What to work on>
If a line in the records contains the string "enumerate", show that line.

Materials provided>

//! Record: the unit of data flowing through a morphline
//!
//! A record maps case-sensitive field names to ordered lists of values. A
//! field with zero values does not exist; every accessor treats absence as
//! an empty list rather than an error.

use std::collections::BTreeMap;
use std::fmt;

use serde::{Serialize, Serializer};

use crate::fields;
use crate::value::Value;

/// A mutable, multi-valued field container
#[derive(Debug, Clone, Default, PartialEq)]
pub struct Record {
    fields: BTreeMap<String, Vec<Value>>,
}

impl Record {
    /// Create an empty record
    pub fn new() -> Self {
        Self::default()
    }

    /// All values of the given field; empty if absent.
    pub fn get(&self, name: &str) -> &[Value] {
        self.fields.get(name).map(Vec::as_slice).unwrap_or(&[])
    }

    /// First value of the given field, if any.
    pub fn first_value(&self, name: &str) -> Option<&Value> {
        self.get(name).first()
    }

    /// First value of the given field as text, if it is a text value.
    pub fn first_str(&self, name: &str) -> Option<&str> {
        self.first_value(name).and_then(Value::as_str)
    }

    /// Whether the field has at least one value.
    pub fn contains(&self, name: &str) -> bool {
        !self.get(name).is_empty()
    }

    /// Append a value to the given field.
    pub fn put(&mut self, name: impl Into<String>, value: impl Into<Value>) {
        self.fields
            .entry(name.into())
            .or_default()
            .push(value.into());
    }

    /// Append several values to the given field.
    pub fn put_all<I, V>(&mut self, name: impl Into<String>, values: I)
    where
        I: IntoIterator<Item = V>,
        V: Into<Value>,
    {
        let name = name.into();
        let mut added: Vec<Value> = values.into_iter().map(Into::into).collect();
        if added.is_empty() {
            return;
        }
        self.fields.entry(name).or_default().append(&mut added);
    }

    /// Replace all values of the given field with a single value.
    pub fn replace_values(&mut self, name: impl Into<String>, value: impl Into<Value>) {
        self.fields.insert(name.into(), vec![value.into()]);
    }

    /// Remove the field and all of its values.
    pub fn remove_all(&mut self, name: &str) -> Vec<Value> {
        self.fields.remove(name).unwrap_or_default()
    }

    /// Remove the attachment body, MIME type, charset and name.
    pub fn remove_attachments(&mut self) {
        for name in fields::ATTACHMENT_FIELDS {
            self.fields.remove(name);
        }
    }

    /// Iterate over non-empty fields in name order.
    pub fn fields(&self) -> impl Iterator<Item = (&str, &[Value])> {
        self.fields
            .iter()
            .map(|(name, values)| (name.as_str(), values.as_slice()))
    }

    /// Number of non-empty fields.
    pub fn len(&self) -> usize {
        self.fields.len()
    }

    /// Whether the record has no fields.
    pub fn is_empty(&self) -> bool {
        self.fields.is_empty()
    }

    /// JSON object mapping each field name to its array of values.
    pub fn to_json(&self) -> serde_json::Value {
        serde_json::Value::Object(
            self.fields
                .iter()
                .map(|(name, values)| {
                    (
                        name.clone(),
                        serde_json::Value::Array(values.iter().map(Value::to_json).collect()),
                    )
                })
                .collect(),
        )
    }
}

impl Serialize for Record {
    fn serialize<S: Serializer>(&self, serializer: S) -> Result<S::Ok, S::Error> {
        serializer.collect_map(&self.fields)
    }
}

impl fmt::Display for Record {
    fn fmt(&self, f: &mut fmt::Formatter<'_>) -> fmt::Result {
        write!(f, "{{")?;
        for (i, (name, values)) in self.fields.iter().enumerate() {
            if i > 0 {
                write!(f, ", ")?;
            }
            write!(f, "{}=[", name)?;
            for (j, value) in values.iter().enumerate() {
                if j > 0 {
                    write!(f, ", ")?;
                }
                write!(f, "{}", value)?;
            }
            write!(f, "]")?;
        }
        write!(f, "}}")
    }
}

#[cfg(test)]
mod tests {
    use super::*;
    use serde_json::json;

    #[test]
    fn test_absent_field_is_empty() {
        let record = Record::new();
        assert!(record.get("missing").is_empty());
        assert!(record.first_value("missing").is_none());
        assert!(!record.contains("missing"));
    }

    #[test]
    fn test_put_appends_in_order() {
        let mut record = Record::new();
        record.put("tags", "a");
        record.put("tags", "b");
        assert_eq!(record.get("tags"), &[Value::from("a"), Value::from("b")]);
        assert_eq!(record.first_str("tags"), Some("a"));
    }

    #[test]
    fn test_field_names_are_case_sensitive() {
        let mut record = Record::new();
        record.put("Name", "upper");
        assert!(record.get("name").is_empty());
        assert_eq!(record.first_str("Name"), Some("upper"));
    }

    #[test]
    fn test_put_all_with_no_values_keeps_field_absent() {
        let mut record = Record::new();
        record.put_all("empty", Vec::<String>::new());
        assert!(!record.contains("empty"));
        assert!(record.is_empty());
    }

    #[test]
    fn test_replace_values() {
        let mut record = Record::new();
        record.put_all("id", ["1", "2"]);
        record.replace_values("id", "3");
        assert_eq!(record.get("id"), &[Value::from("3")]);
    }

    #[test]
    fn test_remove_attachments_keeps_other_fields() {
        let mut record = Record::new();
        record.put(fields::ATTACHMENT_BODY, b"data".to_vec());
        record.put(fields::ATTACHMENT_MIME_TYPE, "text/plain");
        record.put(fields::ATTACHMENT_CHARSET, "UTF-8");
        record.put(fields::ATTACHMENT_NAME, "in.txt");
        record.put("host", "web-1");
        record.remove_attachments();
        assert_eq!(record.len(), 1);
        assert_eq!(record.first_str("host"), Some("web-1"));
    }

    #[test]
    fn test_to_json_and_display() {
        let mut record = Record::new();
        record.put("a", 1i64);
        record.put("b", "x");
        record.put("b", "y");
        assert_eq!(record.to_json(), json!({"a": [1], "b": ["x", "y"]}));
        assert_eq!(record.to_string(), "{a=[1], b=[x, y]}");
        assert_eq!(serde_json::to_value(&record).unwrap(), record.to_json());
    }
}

Result>
        for (i, (name, values)) in self.fields.iter().enumerate() {
            for (j, value) in values.iter().enumerate() {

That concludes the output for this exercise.